use std::fs;
use std::path::Path;
use std::process::{Command, Stdio};

use crate::app_logger::Severity;
use crate::download::{LogLine, ToolPaths};
use crate::error::PostQueueError;
use crate::fs_utils::files_with_extensions;

/// What happens once the queue drains.
#[derive(Clone, Copy, Debug, Default, PartialEq, Eq)]
pub enum PostQueueAction {
    #[default]
    Keep,
    Shutdown,
    Sleep,
    Restart,
    Close,
}

impl PostQueueAction {
    pub const ALL: [PostQueueAction; 5] = [
        PostQueueAction::Keep,
        PostQueueAction::Shutdown,
        PostQueueAction::Sleep,
        PostQueueAction::Restart,
        PostQueueAction::Close,
    ];

    pub fn label(self) -> &'static str {
        match self {
            PostQueueAction::Keep => "Do nothing",
            PostQueueAction::Shutdown => "Shut down",
            PostQueueAction::Sleep => "Sleep",
            PostQueueAction::Restart => "Restart",
            PostQueueAction::Close => "Close app",
        }
    }
}

#[derive(Debug, Default, PartialEq, Eq)]
pub struct CropSummary {
    pub processed: usize,
    pub updated: usize,
}

/// Centre-crops non-square embedded covers of every mp3 below `dir`.
/// Per-file problems are reported through `log` and skipped.
pub fn crop_covers(dir: &Path, tools: &ToolPaths, log: &mut dyn FnMut(LogLine)) -> CropSummary {
    let mut summary = CropSummary::default();
    for file in files_with_extensions(dir, &["mp3"]) {
        summary.processed += 1;
        match crop_cover(&file, tools) {
            Ok(true) => {
                summary.updated += 1;
                log(LogLine {
                    text: format!("Cropped cover: {}", display_name(&file)),
                    severity: Severity::Info,
                });
            }
            Ok(false) => {}
            Err(err) => {
                tracing::warn!("{err}");
                log(LogLine {
                    text: err.to_string(),
                    severity: Severity::Warning,
                });
            }
        }
    }
    summary
}

fn crop_cover(file: &Path, tools: &ToolPaths) -> Result<bool, PostQueueError> {
    let media_err = |tool: &'static str, detail: String| PostQueueError::Media {
        tool,
        file: display_name(file),
        detail,
    };

    let probe = Command::new(&tools.ffprobe)
        .args([
            "-v",
            "error",
            "-select_streams",
            "v:0",
            "-show_entries",
            "stream=width,height",
            "-of",
            "csv=s=x:p=0",
        ])
        .arg(file)
        .stdin(Stdio::null())
        .output()
        .map_err(|source| PostQueueError::Command {
            action: "ffprobe",
            source,
        })?;
    if !probe.status.success() {
        return Err(media_err("ffprobe", String::from_utf8_lossy(&probe.stderr).trim().to_string()));
    }
    let Some((width, height)) = parse_dimensions(&String::from_utf8_lossy(&probe.stdout)) else {
        // no attached picture
        return Ok(false);
    };
    if width == height {
        return Ok(false);
    }

    let temp = file.with_extension("cover-crop.mp3");
    let output = Command::new(&tools.ffmpeg)
        .args(["-y", "-v", "error", "-i"])
        .arg(file)
        .args([
            "-map",
            "0:a",
            "-map",
            "0:v:0",
            "-c:a",
            "copy",
            "-c:v",
            "mjpeg",
            "-q:v",
            "2",
            "-vf",
            "crop='min(iw,ih)':'min(iw,ih)'",
            "-disposition:v:0",
            "attached_pic",
            "-id3v2_version",
            "3",
            "-map_metadata",
            "0",
        ])
        .arg(&temp)
        .stdin(Stdio::null())
        .output()
        .map_err(|source| PostQueueError::Command {
            action: "ffmpeg",
            source,
        })?;
    if !output.status.success() {
        let _ = fs::remove_file(&temp);
        return Err(media_err("ffmpeg", String::from_utf8_lossy(&output.stderr).trim().to_string()));
    }
    fs::rename(&temp, file).map_err(|err| {
        let _ = fs::remove_file(&temp);
        media_err("rename", err.to_string())
    })?;
    Ok(true)
}

/// Parses ffprobe's `WIDTHxHEIGHT` line.
pub fn parse_dimensions(raw: &str) -> Option<(u32, u32)> {
    let line = raw.lines().map(str::trim).find(|line| !line.is_empty())?;
    let (width, height) = line.split_once('x')?;
    let width = width.trim().parse().ok()?;
    let height = height.trim().trim_end_matches('x').parse().ok()?;
    Some((width, height))
}

fn display_name(path: &Path) -> String {
    path.file_name()
        .map(|name| name.to_string_lossy().to_string())
        .unwrap_or_else(|| path.display().to_string())
}

/// Runs a machine-level action. `Keep` and `Close` are handled by the caller.
pub fn perform_machine_action(action: PostQueueAction) -> Result<(), PostQueueError> {
    let (label, program, args): (&'static str, &str, &[&str]) = match action {
        PostQueueAction::Keep | PostQueueAction::Close => return Ok(()),
        PostQueueAction::Shutdown => ("shutdown", "shutdown", &["/s", "/t", "60"]),
        PostQueueAction::Restart => ("restart", "shutdown", &["/r", "/t", "60"]),
        PostQueueAction::Sleep => (
            "sleep",
            "powershell",
            &[
                "-NoProfile",
                "-Command",
                "Start-Sleep -Seconds 60; Add-Type -AssemblyName System.Windows.Forms; [System.Windows.Forms.Application]::SetSuspendState('Suspend', $false, $false)",
            ],
        ),
    };
    if !cfg!(windows) {
        return Err(PostQueueError::Unsupported(label));
    }
    Command::new(program)
        .args(args)
        .stdin(Stdio::null())
        .spawn()
        .map(|_| ())
        .map_err(|source| PostQueueError::Command {
            action: label,
            source,
        })
}

#[cfg(test)]
mod tests {
    use super::{PostQueueAction, parse_dimensions, perform_machine_action};

    #[test]
    fn dimensions_parse_from_probe_output() {
        assert_eq!(parse_dimensions("600x338\n"), Some((600, 338)));
        assert_eq!(parse_dimensions("\n500x500x\n"), Some((500, 500)));
        assert_eq!(parse_dimensions(""), None);
        assert_eq!(parse_dimensions("N/A"), None);
    }

    #[test]
    fn keep_and_close_are_no_ops() {
        assert!(perform_machine_action(PostQueueAction::Keep).is_ok());
        assert!(perform_machine_action(PostQueueAction::Close).is_ok());
    }

    #[cfg(not(windows))]
    #[test]
    fn machine_actions_unsupported_off_windows() {
        assert!(perform_machine_action(PostQueueAction::Shutdown).is_err());
        assert!(perform_machine_action(PostQueueAction::Sleep).is_err());
    }
}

^^^^

Every line that holds the word "Severity" should be copied from the records.

--- ANSWER BOX ---
use crate::app_logger::Severity;
                    severity: Severity::Info,
                    severity: Severity::Warning,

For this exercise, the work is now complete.